» **Problem to work on**
Whenever a line of the listing contains the string "buffer", return that line.

--- START ---

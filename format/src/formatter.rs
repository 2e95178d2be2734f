// SPDX-FileCopyrightText: 2025-2026 Zexin Yuan <aim@yzx9.xyz>
//
// SPDX-License-Identifier: Apache-2.0

//! Formatter writing events back to hday text.
//!
//! Output is canonical: flag letters follow the letter table order, a range
//! whose end equals its start is written as a single date and titles are
//! separated by `" # "`. Unknown events are written back verbatim.
//!
//! # Example
//!
//! ```
//! use hdaycal_format::{parse, to_text};
//!
//! let events = parse("ba2025/01/10-2025/01/12#Trip\nd1");
//! assert_eq!(to_text(&events)?, "ab2025/01/10-2025/01/12 # Trip\nd1");
//! # Ok::<(), hdaycal_format::FormatError>(())
//! ```

use std::io::{self, Write};

use crate::date::format_hday_date;
use crate::event::{Event, EventKind};

/// Errors raised while formatting events.
#[non_exhaustive]
#[derive(Debug, thiserror::Error)]
pub enum FormatError {
    /// An unknown event has no source text to write back. Events coming from
    /// the parser always have it, so this points at a construction bug.
    #[error("cannot serialize an unknown event without its raw text")]
    MissingRaw,

    /// Writing to the output failed.
    #[error("failed to write hday text: {0}")]
    Io(#[from] io::Error),
}

/// Builds the text line for one event.
///
/// ## Errors
///
/// Returns [`FormatError::MissingRaw`] for an unknown event without `raw`.
pub fn to_line(event: &Event) -> Result<String, FormatError> {
    let token = match event.kind {
        EventKind::Range { start, end } if start == end => format_hday_date(start),
        EventKind::Range { start, end } => {
            format!("{}-{}", format_hday_date(start), format_hday_date(end))
        }
        EventKind::Weekly { weekday } => format!("d{}", weekday.to_monday_one_offset()),
        EventKind::Unknown => return event.raw.clone().ok_or(FormatError::MissingRaw),
    };

    let mut line = event.flags.prefix();
    line.push_str(&token);

    let title = single_line(&event.title);
    if !title.is_empty() {
        line.push_str(" # ");
        line.push_str(&title);
    }
    Ok(line)
}

/// Formats a list of events as a document, lines joined by `\n`.
///
/// ## Errors
///
/// Fails on the first event that cannot be formatted, see [`to_line`].
pub fn to_text(events: &[Event]) -> Result<String, FormatError> {
    FormatOptions::default().write_to_string(events)
}

/// Line ending used between events.
#[derive(Debug, Default, Clone, Copy, PartialEq, Eq)]
#[cfg_attr(
    feature = "serde",
    derive(serde::Serialize, serde::Deserialize),
    serde(rename_all = "lowercase")
)]
pub enum LineEnding {
    /// `\n`
    #[default]
    Lf,

    /// `\r\n`, for files edited on Windows shares.
    CrLf,
}

impl LineEnding {
    const fn as_str(self) -> &'static str {
        match self {
            Self::Lf => "\n",
            Self::CrLf => "\r\n",
        }
    }
}

/// Formatting options for documents.
#[derive(Debug, Default, Clone, Copy)]
pub struct FormatOptions {
    /// Separator between lines.
    pub line_ending: LineEnding,

    /// Whether to terminate the last line.
    pub trailing_newline: bool,
}

impl FormatOptions {
    /// Set the line ending.
    #[must_use]
    pub const fn line_ending(mut self, line_ending: LineEnding) -> Self {
        self.line_ending = line_ending;
        self
    }

    /// Set whether the last line is terminated.
    #[must_use]
    pub const fn trailing_newline(mut self, trailing_newline: bool) -> Self {
        self.trailing_newline = trailing_newline;
        self
    }

    /// Write the events to any `Write` implementer.
    ///
    /// # Errors
    /// Returns an error if an event cannot be formatted or writing fails.
    pub fn write(&self, events: &[Event], w: &mut impl Write) -> Result<(), FormatError> {
        let sep = self.line_ending.as_str();
        for (i, event) in events.iter().enumerate() {
            if i > 0 {
                w.write_all(sep.as_bytes())?;
            }
            w.write_all(to_line(event)?.as_bytes())?;
        }
        if self.trailing_newline && !events.is_empty() {
            w.write_all(sep.as_bytes())?;
        }
        Ok(())
    }

    /// Write the events to a `String`.
    ///
    /// # Errors
    /// Returns an error if an event cannot be formatted.
    pub fn write_to_string(&self, events: &[Event]) -> Result<String, FormatError> {
        let mut buffer = Vec::new();
        self.write(events, &mut buffer)?;
        String::from_utf8(buffer)
            .map_err(|e| FormatError::Io(io::Error::new(io::ErrorKind::InvalidData, e)))
    }
}

/// Titles live on a single line; line breaks become spaces.
fn single_line(title: &str) -> String {
    title
        .trim()
        .chars()
        .map(|c| if c == '\r' || c == '\n' { ' ' } else { c })
        .collect()
}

--- END ---

» **The completed task**
        let mut buffer = Vec::new();
        self.write(events, &mut buffer)?;
        String::from_utf8(buffer)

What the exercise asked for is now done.